Warum Erdogan heute nicht zum Steiger-Award kommt

Ulrich Reitz
In den vergangenen Tagen ist heftig diskutiert worden, ob es würdevoll oder würdelos ist, dem türkischen Ministerpräsident Erdogan den Steiger-Award zu verleihen. WAZ-Chefredakteur Ulrich Reitz erklärt, weshalb Erdogan heute nicht nach Bochum kommt. Ein Kommentar.

Bochum. Der türkische Regierungschef Erdogan hat seinen Deutschland-Besuch abgesagt. Das ist eine Selbstverständlichkeit. Gestern Nachmittag ist ein Hubschrauber mit türkischen Soldaten in der afghanischen Hauptstadt Kabul auf ein Haus gestürzt. Tote afghanische Zivilisten, zwölf tote türkische Soldaten. Eine Kriegstragödie.


Sie macht aber auch deutlich, dass dieser tragische Unfall einem Verbündeten widerfuhr. Einem Nato-Partner auch Deutschlands. Deutsche lassen Opfer in Afghanistan, Türken lassen Opfer in Afghanistan. Beide Länder kämpfen auf derselben Seite. Das ist das Wesen einer militärischen Solidargemeinschaft.

Steiger-Award für Erdogan - würdevoll oder würdelos?

Es hat in den vergangenen Tagen eine heftige Diskussion gegeben um die Person des türkischen Regierungschefs. Es ging um den Steiger-Award und im Kern um die Frage, ob es würdevoll oder würdelos war, Erdogan die Ruhrgebiets-Auszeichnung zu verleihen. Ex-Kanzler Gerhard Schröder war gebucht für die Laudatio. Schröder hätte, das konnten wir erfahren, nicht eine plumpe Lobhudelei abgeliefert. Der Sozialdemokrat hätte auf die demokratischen Defizite in der Türkei hingewiesen. Auf die Unterdrückung von Minderheiten, auf die unzureichende Pressefreiheit in dem Land. Aber er hätte eben auch darauf verwiesen, dass die Türkei unter Erdogans Führung auf dem Weg sei - dem richtigen. An dieser Stelle wäre dann Widerspruch angebracht gewesen.
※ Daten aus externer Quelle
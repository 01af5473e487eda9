//! OAuth device authorization flow.
//!
//! <https://docs.github.com/en/apps/oauth-apps/building-oauth-apps/authorizing-oauth-apps#device-flow>

use std::time::{Duration, Instant};

use reqwest::Client;
use tracing::{debug, info};

use super::client::REQUIRED_SCOPES;
use super::models::{AccessTokenResponse, DeviceCodeResponse};
use crate::traits::ScmError;

/// GitHub's OAuth endpoints.
const OAUTH_BASE_URL: &str = "https://github.com";

/// Grant type for the token exchange.
const DEVICE_GRANT: &str = "urn:ietf:params:oauth:grant-type:device_code";

/// Extra delay GitHub asks for on `slow_down`.
const SLOW_DOWN_STEP_SECS: u64 = 5;

/// Code the operator has to enter in the browser.
#[derive(Debug, Clone)]
pub struct UserCode {
    /// The code.
    pub code: String,
    /// Where to enter it.
    pub verification_uri: String,
}

/// Device flow client.
#[derive(Debug, Clone)]
pub struct DeviceFlow {
    client: Client,
    base_url: String,
    client_id: String,
}

impl DeviceFlow {
    /// Create a flow for the OAuth app `client_id`.
    ///
    /// # Errors
    /// Returns error if HTTP client cannot be created.
    pub fn new(client_id: impl Into<String>) -> Result<Self, ScmError> {
        let client = Client::builder()
            .user_agent("kubefirst")
            .timeout(Duration::from_secs(30))
            .build()?;
        Ok(Self {
            client,
            base_url: OAUTH_BASE_URL.to_string(),
            client_id: client_id.into(),
        })
    }

    /// Point the flow at a different OAuth root (used by tests).
    #[must_use]
    pub fn with_base_url(mut self, base_url: impl Into<String>) -> Self {
        self.base_url = base_url.into();
        self
    }

    /// Run the flow to completion.
    ///
    /// `on_code` is invoked once with the code to show to the operator.
    ///
    /// # Errors
    /// Returns [`ScmError::Auth`] when the operator denies access or the code
    /// expires.
    pub async fn authorize(&self, on_code: impl FnOnce(&UserCode)) -> Result<String, ScmError> {
        let scope = REQUIRED_SCOPES.join(" ");
        let response = self
            .client
            .post(format!("{}/login/device/code", self.base_url))
            .header("Accept", "application/json")
            .form(&[("client_id", self.client_id.as_str()), ("scope", &scope)])
            .send()
            .await?;
        if !response.status().is_success() {
            return Err(ScmError::Api {
                status: response.status().as_u16(),
                message: response.text().await?,
            });
        }
        let device: DeviceCodeResponse = response.json().await?;

        on_code(&UserCode {
            code: device.user_code.clone(),
            verification_uri: device.verification_uri.clone(),
        });

        let deadline = Instant::now() + Duration::from_secs(device.expires_in);
        let mut interval = Duration::from_secs(device.interval.max(1));

        loop {
            tokio::time::sleep(interval).await;
            if Instant::now() >= deadline {
                return Err(ScmError::Auth("device code expired".to_string()));
            }

            let token: AccessTokenResponse = self
                .client
                .post(format!("{}/login/oauth/access_token", self.base_url))
                .header("Accept", "application/json")
                .form(&[
                    ("client_id", self.client_id.as_str()),
                    ("device_code", device.device_code.as_str()),
                    ("grant_type", DEVICE_GRANT),
                ])
                .send()
                .await?
                .json()
                .await?;

            if let Some(access_token) = token.access_token.filter(|t| !t.is_empty()) {
                info!("GitHub device authorization completed");
                return Ok(access_token);
            }

            match token.error.as_deref() {
                Some("authorization_pending") | None => {
                    debug!("Waiting for operator to authorize device");
                }
                Some("slow_down") => {
                    interval = token.interval.map_or_else(
                        || interval + Duration::from_secs(SLOW_DOWN_STEP_SECS),
                        Duration::from_secs,
                    );
                    debug!(interval_secs = interval.as_secs(), "GitHub asked to slow down");
                }
                Some("expired_token") => {
                    return Err(ScmError::Auth("device code expired".to_string()));
                }
                Some(other) => {
                    return Err(ScmError::Auth(format!("device authorization failed: {other}")));
                }
            }
        }
    }
}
Man mag das unterschiedlich beurteilen. Man kann glauben, der Organisator der Glamour-Veranstaltung sei politisch naiv gewesen. Mit Protesten, sogar von sehr vielen Menschen, hätte man rechnen müssen. Kurden und Aleviten sind politisch außerordentlich aktiv, etliche Tausend waren für heute in Bochum erwartet worden. Aber eins ist auch richtig: Erdogan ist nicht ein übler Diktator wie Syriens Assad. Und wenn man die gerade für das Ruhrgebiet so wichtige Einwanderung ehemaliger türkischer Gastarbeiter feiern möchte: Im Ernst, wen hätte man eher einladen können als den obersten Repräsentanten der türkischen Regierung? Und der heißt nun einmal: Erdogan.


Das schließt ja Kritik an ihm und an der derzeitigen türkischen Politik nicht aus, im Gegenteil. Sie ist sogar dringend nötig und ist auch unter Nato-Partnern erlaubt. Und sicher ist es ein großer Schönheitsfehler, diesen Toleranz-Preis ausgerechnet an Erdogan zu vergeben. Man kann es am allerwenigsten den auf diese Werte abonnierten Ruhrgebietsbürgern verübeln, sauer darauf zu reagieren. Aber es gilt auch: Reden ist besser als Nicht-Reden. Erst Recht, wenn man es mit einem Verbündeten zu tun hat. Wollen wir hoffen, dass heute Abend auf dem Steiger angemessen der türkischen und afghanischen Opfer gedacht wird.